___ Given records
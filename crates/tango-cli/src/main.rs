//! tango CLI — interactive Japanese vocabulary drill.

use std::path::PathBuf;
use std::process;

use clap::{Parser, Subcommand};

mod commands;
mod config;

#[derive(Parser)]
#[command(name = "tango", version, about = "Adaptive Japanese vocabulary drill")]
struct Cli {
    #[command(subcommand)]
    command: Commands,
}

#[derive(Subcommand)]
enum Commands {
    /// Run an interactive drill session
    Drill {
        /// JLPT level (1-5, "N5" also accepted)
        #[arg(long)]
        level: Option<String>,

        /// What to drill: words, kanji, both
        #[arg(long)]
        mode: Option<String>,

        /// Config file path
        #[arg(long)]
        config: Option<PathBuf>,
    },

    /// Load the vocabulary feeds and report item counts per level
    Validate {
        /// Config file path
        #[arg(long)]
        config: Option<PathBuf>,
    },

    /// Show burn progress and success counts for a level
    Stats {
        /// JLPT level (1-5)
        #[arg(long)]
        level: Option<String>,

        /// Config file path
        #[arg(long)]
        config: Option<PathBuf>,
    },

    /// Create a starter tango.toml
    Init,
}

fn main() {
    tracing_subscriber::fmt()
        .with_writer(std::io::stderr)
        .with_env_filter(
            tracing_subscriber::EnvFilter::from_default_env()
                .add_directive("tango=warn".parse().unwrap()),
        )
        .init();

    let cli = Cli::parse();

    let result = match cli.command {
        Commands::Drill {
            level,
            mode,
            config,
        } => commands::drill::execute(level, mode, config),
        Commands::Validate { config } => commands::validate::execute(config),
        Commands::Stats { level, config } => commands::stats::execute(level, config),
        Commands::Init => commands::init::execute(),
    };

    if let Err(e) = result {
        eprintln!("Error: {e:#}");
        process::exit(1);
    }
}
#[cfg(test)]
mod tests {
    use std::io::Cursor;

    use rand::rngs::StdRng;
    use rand::SeedableRng;

    use super::*;
    use crate::vocab::fixtures::{kanji, word};
    use crate::vocab::Field;

    fn vocab() -> Vocabulary {
        Vocabulary::from_parts(
            vec![
                word(0, "食べる", "たべる", "taberu", "to eat"),
                word(1, "学校", "がっこう", "gakkou", "school"),
            ],
            vec![
                kanji(0, "学", &["Study"], &[]),
                kanji(1, "校", &["School"], &[]),
            ],
        )
    }

    fn scope(mode: Mode) -> SessionScope {
        SessionScope {
            level: Level(5),
            mode,
        }
    }

    fn run(session: &mut Session, store: &mut AnnotationStore, input: &str) -> (SessionSummary, String) {
        let mut out = Vec::new();
        let summary = session
            .run(store, Cursor::new(input.to_string()), &mut out)
            .unwrap();
        (summary, String::from_utf8(out).unwrap())
    }

    #[test]
    fn mode_parsing() {
        assert_eq!("w".parse::<Mode>().unwrap(), Mode::Words);
        assert_eq!("Kanji".parse::<Mode>().unwrap(), Mode::Kanji);
        assert_eq!("both".parse::<Mode>().unwrap(), Mode::Both);
        assert!("all".parse::<Mode>().is_err());
        assert!(Mode::Both.includes(ItemKind::Kanji));
        assert!(!Mode::Words.includes(ItemKind::Kanji));
    }

    #[test]
    fn pool_respects_mode_and_burns() {
        let vocab = vocab();
        let dir = tempfile::tempdir().unwrap();
        let mut store = AnnotationStore::open(dir.path());

        assert_eq!(Session::new(&vocab, &store, scope(Mode::Both)).pending(), 4);
        assert_eq!(Session::new(&vocab, &store, scope(Mode::Words)).pending(), 2);
        assert_eq!(Session::new(&vocab, &store, scope(Mode::Kanji)).pending(), 2);

        store.set_burned(Field::Meanings, 0, true).unwrap();
        let session = Session::new(&vocab, &store, scope(Mode::Kanji));
        assert_eq!(session.pending(), 1);
        assert_eq!(session.summary.exhausted, 1);

        let other_level = SessionScope {
            level: Level(1),
            mode: Mode::Both,
        };
        assert_eq!(Session::new(&vocab, &store, other_level).pending(), 0);
    }

    #[test]
    fn shuffle_keeps_every_question() {
        let vocab = vocab();
        let dir = tempfile::tempdir().unwrap();
        let store = AnnotationStore::open(dir.path());
        let mut session = Session::new(&vocab, &store, scope(Mode::Both));
        session.shuffle(&mut StdRng::seed_from_u64(7));
        assert_eq!(session.pending(), 4);
        assert_eq!(session.total(), 4);
    }

    #[test]
    fn answers_are_scored_and_recorded() {
        let vocab = vocab();
        let dir = tempfile::tempdir().unwrap();
        let mut store = AnnotationStore::open(dir.path());
        let mut session = Session::new(&vocab, &store, scope(Mode::Words));

        let (summary, out) = run(&mut session, &mut store, "to eat\nhospital\n");
        assert_eq!(summary.asked, 2);
        assert_eq!(summary.passed, 1);
        assert_eq!(summary.failed, 1);
        assert!(out.contains("[1/2 (k:0/0, w:1/2)] 食べる, たべる : meaning ?"));
        assert!(out.contains("Good (1.00) : to eat"));
        assert!(out.contains("Nop ("));
        assert_eq!(store.successes(ItemKind::Word, 0), 1);
        assert_eq!(store.successes(ItemKind::Word, 1), 0);
    }

    #[test]
    fn retroactive_commands_target_previous_question() {
        let vocab = vocab();
        let dir = tempfile::tempdir().unwrap();
        let mut store = AnnotationStore::open(dir.path());
        let mut session = Session::new(&vocab, &store, scope(Mode::Words));

        let input = "-b\nto eat\n-a to consume\n-b\nschool\n";
        let (summary, out) = run(&mut session, &mut store, input);

        assert!(out.contains("No previous question."));
        assert!(out.contains("Added answer 'to consume' to '食べる' (meaning)."));
        assert!(out.contains("'食べる' (meaning) has been burned."));
        assert_eq!(summary.asked, 2);
        assert_eq!(summary.passed, 2);
        assert_eq!(store.overlay(Field::Meaning, 0), "to consume");
        assert!(store.is_burned(Field::Meaning, 0));
        // The second prompt was shown again after each command.
        assert_eq!(out.matches("学校, がっこう : meaning ?").count(), 3);
    }

    #[test]
    fn invalid_command_is_reported_inline() {
        let vocab = vocab();
        let dir = tempfile::tempdir().unwrap();
        let mut store = AnnotationStore::open(dir.path());
        let mut session = Session::new(&vocab, &store, scope(Mode::Words));

        let (summary, out) = run(&mut session, &mut store, "-f\nto eat\n");
        assert!(out.contains("'-f' needs some text after it"));
        assert_eq!(summary.asked, 1);
        assert_eq!(summary.passed, 1);
    }

    #[test]
    fn empty_input_toggles_help_then_skips() {
        let vocab = vocab();
        let dir = tempfile::tempdir().unwrap();
        let mut store = AnnotationStore::open(dir.path());
        let mut session = Session::new(&vocab, &store, scope(Mode::Words));
        session.pending.pop_front();

        // 学校 has two dictionary kanji, so the first empty line shows help.
        let (summary, out) = run(&mut session, &mut store, "\n\n");
        assert!(out.contains("\t学 : Study\n\t校 : School\n"));
        assert!(out.contains("Nop (-) : school"));
        assert_eq!(summary.skipped, 1);
        assert_eq!(summary.failed, 0);
        // Help is not repeated after the failure.
        assert_eq!(out.matches("学 : Study").count(), 1);
        assert_eq!(store.successes(ItemKind::Word, 1), 0);
    }

    #[test]
    fn empty_input_without_help_ends_turn() {
        let vocab = vocab();
        let dir = tempfile::tempdir().unwrap();
        let mut store = AnnotationStore::open(dir.path());
        let mut session = Session::new(&vocab, &store, scope(Mode::Kanji));

        let (summary, _) = run(&mut session, &mut store, "\nschool\n");
        assert_eq!(summary.asked, 2);
        assert_eq!(summary.skipped, 1);
        assert_eq!(summary.passed, 1);
    }

    #[test]
    fn wrong_answer_shows_forbid_reveal_and_help() {
        let vocab = vocab();
        let dir = tempfile::tempdir().unwrap();
        let mut store = AnnotationStore::open(dir.path());
        store.set_burned(Field::Meaning, 1, true).unwrap();
        store
            .append(crate::store::Annotation::Forbid, Field::Romaji, 1, "gakko")
            .unwrap();
        let mut session = Session::new(&vocab, &store, scope(Mode::Words));
        session.pending.pop_front();

        let (_, out) = run(&mut session, &mut store, "gakko\n");
        assert!(out.contains("学校 : romaji ?"));
        assert!(out.contains("Nop (0.00) : gakkou (forbid = gakko); school"));
        assert!(out.contains("\t学 : Study"));
    }

    #[test]
    fn end_of_input_stops_early() {
        let vocab = vocab();
        let dir = tempfile::tempdir().unwrap();
        let mut store = AnnotationStore::open(dir.path());
        let mut session = Session::new(&vocab, &store, scope(Mode::Both));

        let (summary, _) = run(&mut session, &mut store, "to eat\n");
        assert_eq!(summary.asked, 1);
        assert_eq!(session.pending(), 2);
        assert!(session.last_question().is_some());
    }

    #[test]
    fn unwritable_state_is_reported_and_the_drill_goes_on() {
        let vocab = vocab();
        let dir = tempfile::tempdir().unwrap();
        let counters = dir.path().join("result_word.txt");
        std::fs::write(&counters, b"\xff\xfe1\n").unwrap();
        std::fs::create_dir(dir.path().join("burn_meaning.txt")).unwrap();
        let mut store = AnnotationStore::open(dir.path());
        let mut session = Session::new(&vocab, &store, scope(Mode::Words));

        let (summary, out) = run(&mut session, &mut store, "to eat\n-b\nschool\n");
        assert_eq!(summary.asked, 2);
        assert_eq!(summary.passed, 2);
        assert!(out.contains("Good (1.00) : to eat"));
        assert!(out.contains("Good (1.00) : school"));
        assert!(out.contains("Could not record success"));
        assert!(out.contains("Could not update '食べる' (meaning)"));
        assert!(!out.contains("has been burned"));
        assert_eq!(std::fs::read(&counters).unwrap(), b"\xff\xfe1\n");
    }
}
______
**Problem to solve**
What lines of the material contain "main"? Show them.

**Exercise solution**
filename crates/tango-cli/src/main.rs
fn main() {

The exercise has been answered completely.